### Your goal:
Repeat the entire listing below exactly.

### Dataset records:
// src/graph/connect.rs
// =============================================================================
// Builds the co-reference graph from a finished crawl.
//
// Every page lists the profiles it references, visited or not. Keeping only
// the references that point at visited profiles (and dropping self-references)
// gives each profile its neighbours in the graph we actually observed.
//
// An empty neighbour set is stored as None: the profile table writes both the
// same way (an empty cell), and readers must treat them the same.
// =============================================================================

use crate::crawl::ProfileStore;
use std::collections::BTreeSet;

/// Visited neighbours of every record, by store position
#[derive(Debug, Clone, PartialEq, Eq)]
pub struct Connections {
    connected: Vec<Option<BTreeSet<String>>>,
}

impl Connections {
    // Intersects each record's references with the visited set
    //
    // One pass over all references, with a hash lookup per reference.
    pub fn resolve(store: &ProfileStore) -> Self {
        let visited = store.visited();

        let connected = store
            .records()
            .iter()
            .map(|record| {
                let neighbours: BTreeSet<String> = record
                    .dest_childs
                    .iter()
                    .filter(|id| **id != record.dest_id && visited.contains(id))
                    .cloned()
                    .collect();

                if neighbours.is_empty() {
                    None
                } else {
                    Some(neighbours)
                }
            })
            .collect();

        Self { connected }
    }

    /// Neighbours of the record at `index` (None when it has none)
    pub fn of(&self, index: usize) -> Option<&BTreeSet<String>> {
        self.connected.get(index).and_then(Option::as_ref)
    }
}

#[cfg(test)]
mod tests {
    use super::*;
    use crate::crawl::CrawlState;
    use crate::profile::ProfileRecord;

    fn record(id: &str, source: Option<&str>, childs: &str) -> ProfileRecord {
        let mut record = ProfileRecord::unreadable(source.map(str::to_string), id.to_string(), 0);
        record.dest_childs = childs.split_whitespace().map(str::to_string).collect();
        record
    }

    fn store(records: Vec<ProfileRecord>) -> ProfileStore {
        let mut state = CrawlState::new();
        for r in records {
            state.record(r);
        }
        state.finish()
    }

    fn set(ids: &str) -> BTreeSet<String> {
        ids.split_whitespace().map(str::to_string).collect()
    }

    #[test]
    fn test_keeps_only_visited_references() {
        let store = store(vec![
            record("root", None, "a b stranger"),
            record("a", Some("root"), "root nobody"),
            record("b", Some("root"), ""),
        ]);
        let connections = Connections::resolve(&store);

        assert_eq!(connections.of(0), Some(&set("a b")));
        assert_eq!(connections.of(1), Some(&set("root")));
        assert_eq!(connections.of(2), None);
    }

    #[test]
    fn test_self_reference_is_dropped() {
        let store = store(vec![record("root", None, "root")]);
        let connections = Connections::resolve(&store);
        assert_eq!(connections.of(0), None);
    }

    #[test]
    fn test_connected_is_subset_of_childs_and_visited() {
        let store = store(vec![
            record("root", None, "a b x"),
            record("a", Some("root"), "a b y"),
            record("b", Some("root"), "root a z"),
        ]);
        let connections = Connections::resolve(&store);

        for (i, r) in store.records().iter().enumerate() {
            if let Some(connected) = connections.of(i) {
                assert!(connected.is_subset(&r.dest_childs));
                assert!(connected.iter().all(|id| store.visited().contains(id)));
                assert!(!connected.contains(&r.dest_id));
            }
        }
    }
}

### Result below:
// src/graph/connect.rs
// =============================================================================
// Builds the co-reference graph from a finished crawl.
//
// Every page lists the profiles it references, visited or not. Keeping only
// the references that point at visited profiles (and dropping self-references)
// gives each profile its neighbours in the graph we actually observed.
//
// An empty neighbour set is stored as None: the profile table writes both the
// same way (an empty cell), and readers must treat them the same.
// =============================================================================

use crate::crawl::ProfileStore;
use std::collections::BTreeSet;

/// Visited neighbours of every record, by store position
#[derive(Debug, Clone, PartialEq, Eq)]
pub struct Connections {
    connected: Vec<Option<BTreeSet<String>>>,
}

impl Connections {
    // Intersects each record's references with the visited set
    //
    // One pass over all references, with a hash lookup per reference.
    pub fn resolve(store: &ProfileStore) -> Self {
        let visited = store.visited();

        let connected = store
            .records()
            .iter()
            .map(|record| {
                let neighbours: BTreeSet<String> = record
                    .dest_childs
                    .iter()
                    .filter(|id| **id != record.dest_id && visited.contains(id))
                    .cloned()
                    .collect();

                if neighbours.is_empty() {
                    None
                } else {
                    Some(neighbours)
                }
            })
            .collect();

        Self { connected }
    }

    /// Neighbours of the record at `index` (None when it has none)
    pub fn of(&self, index: usize) -> Option<&BTreeSet<String>> {
        self.connected.get(index).and_then(Option::as_ref)
    }
}

#[cfg(test)]
mod tests {
    use super::*;
    use crate::crawl::CrawlState;
    use crate::profile::ProfileRecord;

    fn record(id: &str, source: Option<&str>, childs: &str) -> ProfileRecord {
        let mut record = ProfileRecord::unreadable(source.map(str::to_string), id.to_string(), 0);
        record.dest_childs = childs.split_whitespace().map(str::to_string).collect();
        record
    }

    fn store(records: Vec<ProfileRecord>) -> ProfileStore {
        let mut state = CrawlState::new();
        for r in records {
            state.record(r);
        }
        state.finish()
    }

    fn set(ids: &str) -> BTreeSet<String> {
        ids.split_whitespace().map(str::to_string).collect()
    }

    #[test]
    fn test_keeps_only_visited_references() {
        let store = store(vec![
            record("root", None, "a b stranger"),
            record("a", Some("root"), "root nobody"),
            record("b", Some("root"), ""),
        ]);
        let connections = Connections::resolve(&store);

        assert_eq!(connections.of(0), Some(&set("a b")));
        assert_eq!(connections.of(1), Some(&set("root")));
        assert_eq!(connections.of(2), None);
    }

    #[test]
    fn test_self_reference_is_dropped() {
        let store = store(vec![record("root", None, "root")]);
        let connections = Connections::resolve(&store);
        assert_eq!(connections.of(0), None);
    }

    #[test]
    fn test_connected_is_subset_of_childs_and_visited() {
        let store = store(vec![
            record("root", None, "a b x"),
            record("a", Some("root"), "a b y"),
            record("b", Some("root"), "root a z"),
        ]);
        let connections = Connections::resolve(&store);

        for (i, r) in store.records().iter().enumerate() {
            if let Some(connected) = connections.of(i) {
                assert!(connected.is_subset(&r.dest_childs));
                assert!(connected.iter().all(|id| store.visited().contains(id)));
                assert!(!connected.contains(&r.dest_id));
            }
        }
    }
}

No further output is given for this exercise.